WHAT IS EXPECTED — Reproduce, exactly, the lines of the material below from the line containing "let rows = city_price::Entity::find().count(&db).await.unwrap();" through the line containing "assert_eq!(outcome, ExecutionOutcome::SkippedDuplicate);", with both end lines included and nothing else.

INFORMATION GIVEN —

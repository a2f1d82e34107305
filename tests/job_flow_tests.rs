//! End-to-end orchestrator tests: the full state machine against an
//! in-memory database and stubbed SOAP bodies.

use sea_orm::{EntityTrait, PaginatorTrait};
use std::sync::Arc;

use sipsa_ingest::ingestion::methods::{CITY_METHOD, MONTHLY_METHOD, PARTIAL_METHOD, SUPPLY_METHOD, WEEKLY_METHOD};
use sipsa_ingest::ingestion::{ExecutionOutcome, TriggerRequest};
use sipsa_ingest::models::{city_price, ingestion_run, partial_market};
use sipsa_ingest::repositories::{AuditRepository, RejectRepository, RunRepository};

#[path = "test_utils/mod.rs"]
mod test_utils;
use test_utils::{
    build_job, build_job_closed_window, city_return, invalid_city_return, partial_return,
    setup_test_db, soap_envelope, soap_fault_envelope, StubSoapSource,
};

const CAPTURE_MS: i64 = 1_767_380_700_000;

#[tokio::test]
async fn happy_daily_path_succeeds_then_skips_duplicate() {
    let db = setup_test_db().await;
    let body = soap_envelope(&format!(
        "{}{}{}",
        city_return(1, 10, CAPTURE_MS),
        city_return(2, 11, CAPTURE_MS),
        city_return(3, 12, CAPTURE_MS),
    ));
    let source = Arc::new(StubSoapSource::new().with_body(CITY_METHOD, body));
    let job = build_job(&db, source, 0.01, 5000);

    let outcome = job
        .execute(TriggerRequest::manual(CITY_METHOD, "req-happy"))
        .await;
    assert_eq!(outcome, ExecutionOutcome::Succeeded);

    let runs = ingestion_run::Entity::find().all(&db).await.unwrap();
    assert_eq!(runs.len(), 1);
    let run = &runs[0];
    assert_eq!(run.status, "SUCCEEDED");
    assert_eq!(run.records_seen, 3);
    assert_eq!(run.records_inserted, 3);
    assert_eq!(run.records_updated, 0);
    assert_eq!(run.reject_count, 0);
    assert!(run.end_time.is_some());

    let rows = city_price::Entity::find().count(&db).await.unwrap();
    assert_eq!(rows, 3);

    // Audit ordering within the run.
    let trail = AuditRepository::new(db.clone())
        .trail_by_run_id(run.run_id)
        .await
        .unwrap();
    let event_types: Vec<&str> = trail.iter().map(|e| e.event_type.as_str()).collect();
    assert_eq!(
        event_types,
        vec![
            "INGESTION_STARTED",
            "INGESTION_RUNNING",
            "INGESTION_SUCCEEDED",
            "METRICS_UPDATED",
        ]
    );

    // A second non-forced submission against the completed window skips.
    let outcome = job
        .execute(TriggerRequest::manual(CITY_METHOD, "req-happy-2"))
        .await;
    assert_eq!(outcome, ExecutionOutcome::SkippedDuplicate);

    assert_eq!(ingestion_run::Entity::find().count(&db).await.unwrap(), 1);
    let duplicate_trail = AuditRepository::new(db.clone())
        .trail_by_request_id("req-happy-2")
        .await
        .unwrap();
    assert_eq!(duplicate_trail.len(), 1);
    assert_eq!(duplicate_trail[0].event_type, "INGESTION_SKIPPED_DUPLICATE");
}

#[tokio::test]
async fn forced_restart_reuses_run_and_skips_existing_rows() {
    let db = setup_test_db().await;
    let enma = "2026-01-02T00:00:00Z";
    let valid = format!(
        "{}{}{}",
        partial_return("5001", 1, enma),
        partial_return("5002", 2, enma),
        partial_return("5003", 3, enma),
    );
    let invalid = "<return><muniNombre>Sin llaves</muniNombre></return>".repeat(2);

    // First attempt fails on the reject-count threshold after inserting
    // the valid rows.
    let failing_source = Arc::new(
        StubSoapSource::new()
            .with_body(PARTIAL_METHOD, soap_envelope(&format!("{valid}{invalid}"))),
    );
    let failing_job = build_job(&db, failing_source, 0.9, 1);
    let outcome = failing_job
        .execute(TriggerRequest::manual(PARTIAL_METHOD, "req-fail"))
        .await;
    assert_eq!(outcome, ExecutionOutcome::Failed);

    let runs = ingestion_run::Entity::find().all(&db).await.unwrap();
    assert_eq!(runs.len(), 1);
    let failed = &runs[0];
    assert_eq!(failed.status, "FAILED");
    assert_eq!(failed.records_seen, 5);
    assert_eq!(failed.records_inserted, 3);
    assert_eq!(failed.reject_count, 2);
    let failed_run_id = failed.run_id;

    // Forced restart with a clean body reuses the run id; prior curated
    // rows survive and collide on their hash keys.
    let clean_source =
        Arc::new(StubSoapSource::new().with_body(PARTIAL_METHOD, soap_envelope(&valid)));
    let retry_job = build_job(&db, clean_source, 0.01, 5000);
    let outcome = retry_job
        .execute(TriggerRequest::manual_forced(PARTIAL_METHOD, "req-retry"))
        .await;
    assert_eq!(outcome, ExecutionOutcome::Succeeded);

    let runs = ingestion_run::Entity::find().all(&db).await.unwrap();
    assert_eq!(runs.len(), 1);
    let restarted = &runs[0];
    assert_eq!(restarted.run_id, failed_run_id);
    assert_eq!(restarted.status, "SUCCEEDED");
    assert_eq!(restarted.records_seen, 3);
    assert_eq!(restarted.records_inserted, 0);
    assert_eq!(restarted.reject_count, 0);
    assert_eq!(restarted.request_id.as_deref(), Some("req-retry"));

    assert_eq!(partial_market::Entity::find().count(&db).await.unwrap(), 3);
}

#[tokio::test]
async fn threshold_breach_fails_run_but_keeps_partial_progress() {
    let db = setup_test_db().await;
    let mut returns = String::new();
    for i in 0..980i64 {
        returns.push_str(&city_return(i + 1, 1000 + i, CAPTURE_MS));
    }
    returns.push_str(&invalid_city_return().repeat(20));

    let source =
        Arc::new(StubSoapSource::new().with_body(CITY_METHOD, soap_envelope(&returns)));
    let job = build_job(&db, source, 0.9, 10);

    let outcome = job
        .execute(TriggerRequest::manual(CITY_METHOD, "req-threshold"))
        .await;
    assert_eq!(outcome, ExecutionOutcome::Failed);

    let runs = ingestion_run::Entity::find().all(&db).await.unwrap();
    let run = &runs[0];
    assert_eq!(run.status, "FAILED");
    assert_eq!(run.records_seen, 1000);
    assert_eq!(run.records_inserted, 980);
    assert_eq!(run.reject_count, 20);
    assert!(run
        .last_error_message
        .as_deref()
        .unwrap_or_default()
        .contains("Reject count exceeded threshold"));

    // Reject accounting: persisted rows match the counter.
    let rejects = RejectRepository::new(db.clone())
        .for_run(run.run_id)
        .await
        .unwrap();
    assert_eq!(rejects.len(), 20);
    assert!(rejects.iter().all(|r| !r.is_parse_error));

    // Metric consistency.
    assert!(run.records_seen >= run.records_inserted + run.reject_count);

    // Partial progress is kept.
    assert_eq!(city_price::Entity::find().count(&db).await.unwrap(), 980);

    // Failure and final metrics events close the trail.
    let trail = AuditRepository::new(db.clone())
        .trail_by_run_id(run.run_id)
        .await
        .unwrap();
    let event_types: Vec<&str> = trail.iter().map(|e| e.event_type.as_str()).collect();
    assert_eq!(event_types[event_types.len() - 2], "INGESTION_FAILED");
    assert_eq!(event_types[event_types.len() - 1], "METRICS_UPDATED");
}

#[tokio::test]
async fn soap_fault_inside_2xx_fails_the_run() {
    let db = setup_test_db().await;
    let source = Arc::new(
        StubSoapSource::new().with_body(CITY_METHOD, soap_fault_envelope("Backend busy")),
    );
    let job = build_job(&db, source, 0.01, 5000);

    let outcome = job
        .execute(TriggerRequest::manual(CITY_METHOD, "req-fault"))
        .await;
    assert_eq!(outcome, ExecutionOutcome::Failed);

    let runs = ingestion_run::Entity::find().all(&db).await.unwrap();
    let run = &runs[0];
    assert_eq!(run.status, "FAILED");
    assert!(run
        .last_error_message
        .as_deref()
        .unwrap_or_default()
        .contains("Backend busy"));
    assert_eq!(run.soap_fault_code.as_deref(), Some("Backend busy"));
    assert_eq!(run.records_seen, 0);

    assert_eq!(city_price::Entity::find().count(&db).await.unwrap(), 0);

    let trail = AuditRepository::new(db.clone())
        .trail_by_run_id(run.run_id)
        .await
        .unwrap();
    assert!(trail.iter().any(|e| e.event_type == "INGESTION_FAILED"));
}

#[tokio::test]
async fn transport_exhaustion_fails_with_http_status() {
    let db = setup_test_db().await;
    // No body registered: the stub fails like an exhausted retry loop.
    let source = Arc::new(StubSoapSource::new());
    let job = build_job(&db, source, 0.01, 5000);

    let outcome = job
        .execute(TriggerRequest::manual(WEEKLY_METHOD, "req-unavailable"))
        .await;
    assert_eq!(outcome, ExecutionOutcome::Failed);

    let runs = ingestion_run::Entity::find().all(&db).await.unwrap();
    let run = &runs[0];
    assert_eq!(run.status, "FAILED");
    assert_eq!(run.http_status, Some(503));
}

#[tokio::test]
async fn window_violation_creates_no_run() {
    let db = setup_test_db().await;
    let source = Arc::new(StubSoapSource::new());
    let job = build_job_closed_window(&db, source);

    let outcome = job
        .execute(TriggerRequest::manual(SUPPLY_METHOD, "req-window"))
        .await;
    assert_eq!(outcome, ExecutionOutcome::SkippedWindow);

    assert_eq!(ingestion_run::Entity::find().count(&db).await.unwrap(), 0);

    let trail = AuditRepository::new(db.clone())
        .trail_by_request_id("req-window")
        .await
        .unwrap();
    assert_eq!(trail.len(), 1);
    assert_eq!(trail[0].event_type, "INGESTION_SKIPPED_WINDOW");
}

#[tokio::test]
async fn daily_window_violation_also_gates() {
    let db = setup_test_db().await;
    let source = Arc::new(StubSoapSource::new());
    let job = build_job_closed_window(&db, source);

    let outcome = job
        .execute(TriggerRequest::manual(CITY_METHOD, "req-daily-window"))
        .await;
    assert_eq!(outcome, ExecutionOutcome::SkippedWindow);
    assert_eq!(ingestion_run::Entity::find().count(&db).await.unwrap(), 0);
}

#[tokio::test]
async fn concurrent_submissions_admit_exactly_one_success() {
    let db = setup_test_db().await;
    let body = soap_envelope(
        "<return><tmpMayoMesId>1</tmpMayoMesId><artiId>1</artiId><fuenId>40</fuenId>\
         <fechaMesIni>1767225600000</fechaMesIni><promedioKg>1200.00</promedioKg></return>",
    );
    let source = Arc::new(StubSoapSource::new().with_body(MONTHLY_METHOD, body));
    let job = Arc::new(build_job(&db, source, 0.01, 5000));

    let job_a = job.clone();
    let job_b = job.clone();
    let a = tokio::spawn(async move {
        job_a
            .execute(TriggerRequest::manual(MONTHLY_METHOD, "req-conc-a"))
            .await
    });
    let b = tokio::spawn(async move {
        job_b
            .execute(TriggerRequest::manual(MONTHLY_METHOD, "req-conc-b"))
            .await
    });

    let outcomes = [a.await.unwrap(), b.await.unwrap()];
    let succeeded = outcomes
        .iter()
        .filter(|o| **o == ExecutionOutcome::Succeeded)
        .count();
    let skipped = outcomes
        .iter()
        .filter(|o| **o == ExecutionOutcome::SkippedDuplicate)
        .count();
    assert_eq!(succeeded, 1);
    assert_eq!(skipped, 1);

    let runs = ingestion_run::Entity::find().all(&db).await.unwrap();
    assert_eq!(runs.len(), 1);
    assert_eq!(runs[0].status, "SUCCEEDED");
}

#[tokio::test]
async fn idempotency_holds_across_many_submissions() {
    let db = setup_test_db().await;
    let body = soap_envelope(&city_return(1, 10, CAPTURE_MS));
    let source = Arc::new(StubSoapSource::new().with_body(CITY_METHOD, body));
    let job = Arc::new(build_job(&db, source, 0.01, 5000));

    let mut handles = Vec::new();
    for i in 0..5 {
        let job = job.clone();
        handles.push(tokio::spawn(async move {
            job.execute(TriggerRequest::manual(CITY_METHOD, format!("req-many-{i}")))
                .await
        }));
    }
    let mut succeeded = 0;
    for handle in handles {
        if handle.await.unwrap() == ExecutionOutcome::Succeeded {
            succeeded += 1;
        }
    }
    assert_eq!(succeeded, 1);

    let runs = RunRepository::new(db.clone());
    let complete = runs
        .is_window_complete(
            CITY_METHOD,
            &ingestion_run::Entity::find().all(&db).await.unwrap()[0].window_key,
        )
        .await
        .unwrap();
    assert!(complete);
    assert_eq!(ingestion_run::Entity::find().count(&db).await.unwrap(), 1);
}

EXPECTED ANSWER —
    let rows = city_price::Entity::find().count(&db).await.unwrap();
    assert_eq!(rows, 3);

    // Audit ordering within the run.
    let trail = AuditRepository::new(db.clone())
        .trail_by_run_id(run.run_id)
        .await
        .unwrap();
    let event_types: Vec<&str> = trail.iter().map(|e| e.event_type.as_str()).collect();
    assert_eq!(
        event_types,
        vec![
            "INGESTION_STARTED",
            "INGESTION_RUNNING",
            "INGESTION_SUCCEEDED",
            "METRICS_UPDATED",
        ]
    );

    // A second non-forced submission against the completed window skips.
    let outcome = job
        .execute(TriggerRequest::manual(CITY_METHOD, "req-happy-2"))
        .await;
    assert_eq!(outcome, ExecutionOutcome::SkippedDuplicate);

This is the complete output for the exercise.